The output should be every line below that includes the word "economy".

*** Records for this exercise ***

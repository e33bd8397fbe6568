//! World Generator
//!
//! Builds a fully populated world from an agent name and difficulty:
//! clubs per country and division, a procedurally rated player pool
//! distributed by quality, initial club strengths, empty league tables,
//! the two starting clients and the welcome notification.

pub mod clubs;
pub mod data;
pub mod distribution;
pub mod players;

use tracing::info;

use crate::config::EngineConfig;
use crate::models::{Agent, Difficulty, GameSettings, NotificationKind};
use crate::random::GameRng;
use crate::state::WorldState;
use crate::strength;

pub use clubs::generate_clubs;
pub use distribution::distribute_players;
pub use players::{generate_player, generate_players};

pub fn generate_world(
    agent_name: &str,
    difficulty: Difficulty,
    config: &EngineConfig,
    rng: &mut GameRng,
) -> WorldState {
    let agent = Agent::new(
        agent_name,
        config.economy.starting_balance(difficulty),
        config.economy.starting_reputation,
    );
    let settings = GameSettings { difficulty, ..GameSettings::default() };
    let mut world = WorldState::new(agent, settings);

    world.notify(
        NotificationKind::Welcome,
        format!(
            "Welcome to your new career as a football agent, {}! Start by recruiting your first clients.",
            agent_name
        ),
    );

    world.clubs = generate_clubs(rng);
    let club_names: Vec<String> = world.clubs.iter().map(|c| c.name.clone()).collect();
    world.players = generate_players(config.generation.player_count, rng, &club_names);

    let assignment = distribute_players(&world.players, &world.clubs, &config.generation, rng);
    for (player, club) in world.players.iter_mut().zip(assignment) {
        if let Some(club) = club {
            player.club = club_names[club].clone();
        }
    }

    strength::update_all_strengths(&mut world, &config.generation);
    world.regenerate_tables();
    world.transfer_window = config.season.is_window_open(world.week);

    assign_starting_clients(&mut world, config.generation.starting_clients);

    info!(
        clubs = world.clubs.len(),
        players = world.players.len(),
        leagues = world.leagues.len(),
        "World generated"
    );
    world
}

/// Hand the weakest unrepresented players to the agent
pub fn assign_starting_clients(world: &mut WorldState, count: usize) {
    let mut candidates: Vec<usize> =
        (0..world.players.len()).filter(|&i| world.players[i].agent.is_none()).collect();
    candidates.sort_by_key(|&i| world.players[i].overall);

    for idx in candidates.into_iter().take(count) {
        let agent_name = world.agent.name.clone();
        let player = &mut world.players[idx];
        player.agent = Some(agent_name);
        let id = player.id;
        let message = format!(
            "{} ({}, {} OVR) has become your first client! Help develop and transfer this player to boost your agency.",
            player.name, player.position, player.overall
        );
        world.agent.sign_client(id);
        world.notify_about(NotificationKind::NewClient, message, id);
    }
}

#[cfg(test)]
mod tests {
    use super::*;
    use crate::models::Division;

    fn small_world(seed: u64) -> WorldState {
        let config = EngineConfig::testing();
        generate_world("Test", Difficulty::Normal, &config, &mut GameRng::seeded(seed))
    }

    #[test]
    fn test_world_shape() {
        let world = small_world(51);
        assert_eq!(world.clubs.len(), 78);
        assert_eq!(world.players.len(), 900);
        assert_eq!(world.leagues.len(), 9);
        assert_eq!(world.week, 1);
        assert_eq!(world.season, 1);
        assert!(world.transfer_window);
        assert!(world.players.iter().all(|p| world.club(&p.club).is_some()));
    }

    #[test]
    fn test_strength_in_band() {
        let world = small_world(52);
        for club in &world.clubs {
            let (lo, hi) = club.division.strength_band();
            assert!(club.strength >= lo && club.strength <= hi, "{} {}", club.name, club.strength);
        }
        assert!(world.clubs.iter().any(|c| c.division == Division::Third));
    }

    #[test]
    fn test_starting_clients_are_weakest() {
        let world = small_world(53);
        assert_eq!(world.agent.clients.len(), 2);
        let min_overall = world.players.iter().map(|p| p.overall).min().unwrap();
        let first = world.player(world.agent.clients[0]).unwrap();
        assert_eq!(first.overall, min_overall);
        for &id in &world.agent.clients {
            assert_eq!(world.player(id).unwrap().agent.as_deref(), Some("Test"));
        }
    }

    #[test]
    fn test_welcome_notification_first() {
        let world = small_world(54);
        let first = &world.notifications.entries()[0];
        assert_eq!(first.kind, NotificationKind::Welcome);
        assert!(first.message.contains("Test"));
        assert_eq!(world.notifications.of_kind(NotificationKind::NewClient).count(), 2);
    }

    #[test]
    fn test_tables_start_empty() {
        let world = small_world(55);
        let rows: usize = world.leagues.values().map(|t| t.len()).sum();
        assert_eq!(rows, world.clubs.len());
        assert!(world.leagues.values().flatten().all(|r| r.played == 0 && r.points == 0));
    }
}
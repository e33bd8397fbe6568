//! Folding match results into league tables

use crate::error::{EngineError, Result};
use crate::models::{Fixture, LeagueTableEntry};
use crate::state::WorldState;

fn row_mut<'a>(world: &'a mut WorldState, league: &str, club: &str) -> Result<&'a mut LeagueTableEntry> {
    world
        .leagues
        .get_mut(league)
        .and_then(|rows| rows.iter_mut().find(|row| row.club == club))
        .ok_or_else(|| EngineError::InvariantViolation(format!("{} has no row in {}", club, league)))
}

/// Record a played fixture in both clubs' rows (3 for a win, 1 each for a draw)
pub fn record_result(world: &mut WorldState, fixture: &Fixture) -> Result<()> {
    let Some(result) = &fixture.result else {
        return Ok(());
    };
    row_mut(world, &fixture.league, &fixture.home)?.record(result.home_goals, result.away_goals);
    row_mut(world, &fixture.league, &fixture.away)?.record(result.away_goals, result.home_goals);
    Ok(())
}
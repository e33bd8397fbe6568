//! Player rating, valuation and development

pub mod development;
pub mod position_weights;
pub mod valuation;

pub use development::DevelopmentCalculator;
pub use position_weights::PositionWeights;
pub use valuation::{format_currency, market_value};
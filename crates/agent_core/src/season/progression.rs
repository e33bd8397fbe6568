//! Season-end aging, development and counter reset

use crate::player::DevelopmentCalculator;
use crate::random::GameRng;
use crate::state::WorldState;

/// Age and develop every player from the season that just ended
pub fn progress_players(world: &mut WorldState, rng: &mut GameRng) {
    for player in &mut world.players {
        DevelopmentCalculator::progress_season(player, rng);
    }
}

/// Back to season-start baselines.
///
/// Budgets return to their base value and per-season player counters are
/// cleared; morale, form, injuries and suspensions carry over. Tables are
/// rebuilt empty, which also clears every club's season totals.
pub fn reset_season(world: &mut WorldState) {
    for club in &mut world.clubs {
        club.budget = club.base_budget;
    }
    for player in &mut world.players {
        player.season.reset();
    }
    world.regenerate_tables();
}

*** End of Records for this exercise ***

__Reply__.
        config.economy.starting_balance(difficulty),
        config.economy.starting_reputation,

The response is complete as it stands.